(Records from a collection)
........

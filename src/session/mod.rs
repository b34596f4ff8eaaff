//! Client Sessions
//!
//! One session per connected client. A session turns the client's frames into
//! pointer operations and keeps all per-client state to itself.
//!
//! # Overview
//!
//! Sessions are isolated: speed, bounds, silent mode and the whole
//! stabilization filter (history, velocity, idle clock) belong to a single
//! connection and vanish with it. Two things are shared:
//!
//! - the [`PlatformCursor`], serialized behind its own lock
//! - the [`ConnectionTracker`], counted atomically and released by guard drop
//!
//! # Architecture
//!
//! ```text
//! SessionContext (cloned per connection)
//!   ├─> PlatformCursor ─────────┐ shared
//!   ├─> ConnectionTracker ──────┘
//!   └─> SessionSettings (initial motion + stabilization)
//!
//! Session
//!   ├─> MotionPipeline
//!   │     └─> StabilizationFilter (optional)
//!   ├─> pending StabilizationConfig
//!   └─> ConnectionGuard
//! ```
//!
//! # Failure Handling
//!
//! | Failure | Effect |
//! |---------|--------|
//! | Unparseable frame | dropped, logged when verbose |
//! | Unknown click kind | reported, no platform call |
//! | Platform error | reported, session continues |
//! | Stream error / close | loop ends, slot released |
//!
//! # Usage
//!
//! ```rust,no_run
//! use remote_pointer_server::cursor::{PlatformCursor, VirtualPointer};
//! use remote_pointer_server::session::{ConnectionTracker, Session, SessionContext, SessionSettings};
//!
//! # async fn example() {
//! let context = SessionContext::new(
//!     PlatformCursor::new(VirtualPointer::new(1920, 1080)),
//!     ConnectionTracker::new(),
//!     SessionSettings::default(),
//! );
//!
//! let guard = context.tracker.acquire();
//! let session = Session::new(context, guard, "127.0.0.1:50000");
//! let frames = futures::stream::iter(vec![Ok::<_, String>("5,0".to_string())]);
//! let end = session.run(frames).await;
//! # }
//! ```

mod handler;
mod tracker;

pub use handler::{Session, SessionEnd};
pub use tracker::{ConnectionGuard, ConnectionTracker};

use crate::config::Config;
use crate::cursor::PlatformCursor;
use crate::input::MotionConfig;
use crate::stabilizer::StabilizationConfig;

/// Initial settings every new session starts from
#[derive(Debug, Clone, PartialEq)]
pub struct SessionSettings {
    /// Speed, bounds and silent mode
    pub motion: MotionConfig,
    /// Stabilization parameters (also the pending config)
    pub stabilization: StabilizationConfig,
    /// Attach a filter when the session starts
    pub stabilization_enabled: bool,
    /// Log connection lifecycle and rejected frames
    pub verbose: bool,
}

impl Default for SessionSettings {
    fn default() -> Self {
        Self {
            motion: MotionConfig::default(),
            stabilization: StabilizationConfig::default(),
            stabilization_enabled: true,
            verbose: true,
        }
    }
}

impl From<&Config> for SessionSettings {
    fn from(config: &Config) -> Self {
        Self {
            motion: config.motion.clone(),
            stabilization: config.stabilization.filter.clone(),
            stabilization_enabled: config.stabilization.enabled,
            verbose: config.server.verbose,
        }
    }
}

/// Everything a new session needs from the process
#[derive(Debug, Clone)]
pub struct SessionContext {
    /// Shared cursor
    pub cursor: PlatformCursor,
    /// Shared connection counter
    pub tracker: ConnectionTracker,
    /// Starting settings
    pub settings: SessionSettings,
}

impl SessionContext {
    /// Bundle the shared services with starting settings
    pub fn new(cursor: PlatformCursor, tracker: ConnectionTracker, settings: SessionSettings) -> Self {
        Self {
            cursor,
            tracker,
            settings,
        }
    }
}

........

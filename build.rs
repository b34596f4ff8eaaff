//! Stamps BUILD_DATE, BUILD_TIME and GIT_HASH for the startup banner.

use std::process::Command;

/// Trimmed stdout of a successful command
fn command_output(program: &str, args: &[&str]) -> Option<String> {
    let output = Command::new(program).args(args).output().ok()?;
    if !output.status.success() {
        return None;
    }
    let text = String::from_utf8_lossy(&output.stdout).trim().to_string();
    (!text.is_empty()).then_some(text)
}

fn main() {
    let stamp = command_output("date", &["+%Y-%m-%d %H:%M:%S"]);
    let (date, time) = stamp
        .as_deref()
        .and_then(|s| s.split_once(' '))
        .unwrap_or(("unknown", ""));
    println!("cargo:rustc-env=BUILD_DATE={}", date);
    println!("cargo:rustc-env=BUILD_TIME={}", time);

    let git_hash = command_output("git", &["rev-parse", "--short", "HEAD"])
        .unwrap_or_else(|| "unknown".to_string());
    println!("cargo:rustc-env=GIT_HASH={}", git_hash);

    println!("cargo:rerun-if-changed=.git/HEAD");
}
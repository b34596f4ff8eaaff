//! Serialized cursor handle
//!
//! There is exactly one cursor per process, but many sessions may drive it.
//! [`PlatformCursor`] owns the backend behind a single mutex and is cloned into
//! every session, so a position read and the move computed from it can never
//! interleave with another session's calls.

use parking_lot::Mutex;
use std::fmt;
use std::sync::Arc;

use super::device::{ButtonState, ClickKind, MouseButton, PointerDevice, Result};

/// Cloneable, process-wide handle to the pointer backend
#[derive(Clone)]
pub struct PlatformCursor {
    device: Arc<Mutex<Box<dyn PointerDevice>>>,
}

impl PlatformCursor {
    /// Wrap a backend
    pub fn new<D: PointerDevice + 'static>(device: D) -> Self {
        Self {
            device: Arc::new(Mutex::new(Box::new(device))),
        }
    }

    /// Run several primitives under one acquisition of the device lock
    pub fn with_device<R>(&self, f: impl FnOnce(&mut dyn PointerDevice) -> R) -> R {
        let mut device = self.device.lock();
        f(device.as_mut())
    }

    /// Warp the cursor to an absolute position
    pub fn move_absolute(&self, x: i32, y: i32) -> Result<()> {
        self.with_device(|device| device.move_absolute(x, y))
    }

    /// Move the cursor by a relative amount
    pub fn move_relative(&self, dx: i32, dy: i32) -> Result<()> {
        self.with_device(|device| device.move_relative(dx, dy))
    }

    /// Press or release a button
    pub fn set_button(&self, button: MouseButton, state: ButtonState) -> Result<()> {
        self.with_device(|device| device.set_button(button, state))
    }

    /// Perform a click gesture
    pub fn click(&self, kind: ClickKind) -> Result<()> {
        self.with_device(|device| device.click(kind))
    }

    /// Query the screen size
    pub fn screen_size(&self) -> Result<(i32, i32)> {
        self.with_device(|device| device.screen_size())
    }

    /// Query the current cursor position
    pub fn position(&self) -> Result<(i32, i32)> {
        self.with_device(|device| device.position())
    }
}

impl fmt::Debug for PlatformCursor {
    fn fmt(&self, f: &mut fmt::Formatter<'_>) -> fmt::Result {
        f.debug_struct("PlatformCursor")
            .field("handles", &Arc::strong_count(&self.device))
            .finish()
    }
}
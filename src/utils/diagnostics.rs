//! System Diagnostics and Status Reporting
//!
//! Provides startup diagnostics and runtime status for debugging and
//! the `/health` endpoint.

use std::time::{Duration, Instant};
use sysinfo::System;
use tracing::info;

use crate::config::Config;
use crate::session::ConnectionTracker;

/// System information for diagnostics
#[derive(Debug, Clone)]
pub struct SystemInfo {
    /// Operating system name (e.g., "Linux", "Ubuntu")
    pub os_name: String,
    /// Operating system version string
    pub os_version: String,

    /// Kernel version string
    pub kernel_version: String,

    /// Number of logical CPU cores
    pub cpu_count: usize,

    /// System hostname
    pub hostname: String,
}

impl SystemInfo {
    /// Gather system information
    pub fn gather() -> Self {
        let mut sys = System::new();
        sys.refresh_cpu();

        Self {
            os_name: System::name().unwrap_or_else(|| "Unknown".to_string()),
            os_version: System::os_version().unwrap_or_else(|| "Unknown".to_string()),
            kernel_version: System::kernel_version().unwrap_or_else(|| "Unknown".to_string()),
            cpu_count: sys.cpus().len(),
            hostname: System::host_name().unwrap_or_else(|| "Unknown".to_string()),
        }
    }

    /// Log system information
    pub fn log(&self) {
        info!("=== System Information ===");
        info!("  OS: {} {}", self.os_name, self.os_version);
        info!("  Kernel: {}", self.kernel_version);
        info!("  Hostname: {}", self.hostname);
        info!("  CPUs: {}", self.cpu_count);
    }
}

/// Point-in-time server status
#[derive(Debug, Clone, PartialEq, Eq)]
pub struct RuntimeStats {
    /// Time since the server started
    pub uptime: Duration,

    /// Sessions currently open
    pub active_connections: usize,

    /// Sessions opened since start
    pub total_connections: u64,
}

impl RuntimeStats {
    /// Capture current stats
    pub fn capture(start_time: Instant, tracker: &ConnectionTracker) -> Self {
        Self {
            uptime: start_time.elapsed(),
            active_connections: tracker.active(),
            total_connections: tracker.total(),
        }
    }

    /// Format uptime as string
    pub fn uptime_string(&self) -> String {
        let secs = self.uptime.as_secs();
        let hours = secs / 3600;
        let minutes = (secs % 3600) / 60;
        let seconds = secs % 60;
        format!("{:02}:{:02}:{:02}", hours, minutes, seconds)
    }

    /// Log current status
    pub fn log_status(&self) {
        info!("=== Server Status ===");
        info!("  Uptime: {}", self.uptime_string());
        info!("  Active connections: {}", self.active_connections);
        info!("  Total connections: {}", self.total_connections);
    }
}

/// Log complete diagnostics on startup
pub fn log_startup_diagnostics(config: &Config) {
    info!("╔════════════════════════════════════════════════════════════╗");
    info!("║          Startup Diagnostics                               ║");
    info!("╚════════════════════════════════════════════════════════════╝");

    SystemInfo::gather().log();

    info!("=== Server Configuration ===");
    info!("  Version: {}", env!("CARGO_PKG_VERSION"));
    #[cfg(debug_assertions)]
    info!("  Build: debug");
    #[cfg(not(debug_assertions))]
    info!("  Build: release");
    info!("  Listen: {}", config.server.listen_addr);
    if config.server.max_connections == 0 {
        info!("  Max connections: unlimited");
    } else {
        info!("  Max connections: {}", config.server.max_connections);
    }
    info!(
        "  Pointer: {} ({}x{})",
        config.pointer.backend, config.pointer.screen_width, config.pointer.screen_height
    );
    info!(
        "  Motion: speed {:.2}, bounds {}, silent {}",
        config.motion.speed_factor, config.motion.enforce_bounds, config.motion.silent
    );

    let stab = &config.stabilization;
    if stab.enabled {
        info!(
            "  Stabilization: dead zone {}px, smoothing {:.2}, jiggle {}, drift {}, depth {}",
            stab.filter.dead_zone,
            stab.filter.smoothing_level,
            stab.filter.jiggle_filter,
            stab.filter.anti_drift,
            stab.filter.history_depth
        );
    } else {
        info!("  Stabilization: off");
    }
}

........

WORK INSTRUCTIONS:
Count the lines above that contain the word "Operating", and give only that number.

TASK SOLUTION:
2